I have run into a problem with the communications between two servers, related to SSL certificates:
java.lang.RuntimeException: javax.net.ssl.SSLHandshakeException: (certificate_unknown) PKIX path building failed: sun.security.provider.certpath.SunCertPathBuilderException: unable to find valid certification path to requested targetThoughts:
A quick search for the exception lead me to this post. I had seen the keytool command at various points when I was researching SSL in Scala/Java so I know I'm on the right track.
However, the service I am writing needs to be end-user friendly. The answers in this post require a lot of user setup. I would like the user to have to do as little as possible in the way of setting this up and would like to have my server handle this itself.
The model here was you share your domain name and serverID with your friends, and they can register with you. The post mentioned would require you to also share your SSL certificate and manually add it on your machine for each server you register with.
I think I need to exchange the SSL certificate at some point during the registration handshake?
Handshake Process:
Currently the handshake process is as follows:
- User A create a
RegistrationRequest(serverID, serverIP, alias)to User B, and a database entry for User B - User B receives the request, creates an entry in its database for User A
- User B (the actual end user) clicks "Accept" on the front-end for User A's request
- User B send a
RegistrationAcceptmessage to user A - User A receives the accept request, and updates the database to reflect it is accepted
- The
chatterservice is started on both ends
I was thinking I would do the handshake with http, inserting the SSL certificate into the RegistrationRequest object, and upgrade the connection to https when the certificate was exchanged, but this is a problem.

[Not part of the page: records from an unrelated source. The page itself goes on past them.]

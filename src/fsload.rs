//! Loading a snapshot's file map from a directory tree, for the CLI.
//!
//! Paths use forward slashes for cross-platform consistency and must be
//! UTF-8. File bytes are memory-mapped and loaded in parallel.

use std::collections::BTreeMap;
use std::path::{Path, PathBuf};

use anyhow::{Context, Result};
use memmap2::Mmap;
use rayon::prelude::*;
use walkdir::WalkDir;

/// Memory-map a file for read-only access.
///
/// # Safety
/// The mapping is read-only. Callers must not concurrently truncate or
/// replace the underlying file while the `Mmap` is live.
fn mmap_file(path: &Path) -> Result<Mmap> {
    let file = std::fs::File::open(path)
        .with_context(|| format!("Failed to open file: {}", path.display()))?;
    // SAFETY: We only read from this mapping; no concurrent modification of these files.
    unsafe {
        Mmap::map(&file).with_context(|| format!("Failed to memory-map file: {}", path.display()))
    }
}

/// Walk a directory tree and load every file into a path/bytes map.
/// Directories themselves carry no content and are not recorded.
pub fn load_tree(root: &Path) -> Result<BTreeMap<String, Vec<u8>>> {
    let root = root
        .canonicalize()
        .with_context(|| format!("Failed to canonicalize path: {}", root.display()))?;

    let mut file_paths: Vec<(String, PathBuf)> = Vec::new();
    for entry in WalkDir::new(&root).min_depth(1) {
        let entry = entry
            .with_context(|| format!("Failed to read directory entry in {}", root.display()))?;
        if entry.file_type().is_dir() {
            continue;
        }
        let full_path = entry.path().to_path_buf();
        let relative = full_path
            .strip_prefix(&root)
            .with_context(|| "Failed to compute relative path")?;
        let relative_str = relative
            .to_str()
            .with_context(|| format!("Non-UTF8 path: {}", relative.display()))?
            .replace('\\', "/");
        file_paths.push((relative_str, full_path));
    }

    let loaded: Vec<(String, Vec<u8>)> = file_paths
        .par_iter()
        .map(|(rel_path, full_path)| -> Result<(String, Vec<u8>)> {
            let mmap = mmap_file(full_path)?;
            Ok((rel_path.clone(), mmap.to_vec()))
        })
        .collect::<Result<Vec<_>>>()?;

    Ok(loaded.into_iter().collect())
}

#[cfg(test)]
mod tests {
    use super::*;

    #[test]
    fn test_load_tree_collects_relative_paths() {
        let dir = tempfile::tempdir().unwrap();
        std::fs::create_dir_all(dir.path().join("sub/nested")).unwrap();
        std::fs::write(dir.path().join("top.txt"), b"top").unwrap();
        std::fs::write(dir.path().join("sub/nested/deep.txt"), b"deep").unwrap();

        let tree = load_tree(dir.path()).unwrap();
        let paths: Vec<&str> = tree.keys().map(String::as_str).collect();
        assert_eq!(paths, ["sub/nested/deep.txt", "top.txt"]);
        assert_eq!(tree["top.txt"], b"top");
    }

    #[test]
    fn test_empty_directories_are_not_recorded() {
        let dir = tempfile::tempdir().unwrap();
        std::fs::create_dir_all(dir.path().join("empty")).unwrap();
        std::fs::write(dir.path().join("a.txt"), b"a").unwrap();
        let tree = load_tree(dir.path()).unwrap();
        assert_eq!(tree.len(), 1);
    }
}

Each webserver binds to port 8080. I would have to re-bind the entire socket each time which will work for just 1 to 1 peers, but not 1 to many.
Any suggestions on the correct approach to solving this?
Thanks in advance!
UPDATE:
I have come quite far with this project and integrated a lot of features into the backend. However, the system is meant to be security focused so if I continue this way, SSL is a must.
I didn't really want to re-write the entire backend, but assuming I did, are websockets what I want here instead of my current approach?
UPDATE 2:
Seems there are two approaches, neither of which I'm completely sure about (from a security perspective).
Approach 1:I ship the software with a single RootCA certificate, that I use to generate the SSL certificates. This seems like it might have security implications if someone gets hold of the RootCA and generates their own certificates.
Approach 2:I create 2 sockets, one for http (port 8080) and another for https (port 8443).
The http socket exposes routes ONLY for authenticating credentials (and providing a token) and for adding a certificate to the truststore (ONLY if the token is valid).
Then any requests on the https routes will be rejected if the certificate is not present or the token is invalid, but will work for registered users.
Again, seems to have security implications sharing certificate over http, but seems better than shipping with RootCA as it at least has authentication wrapped around it (or am I wrong?)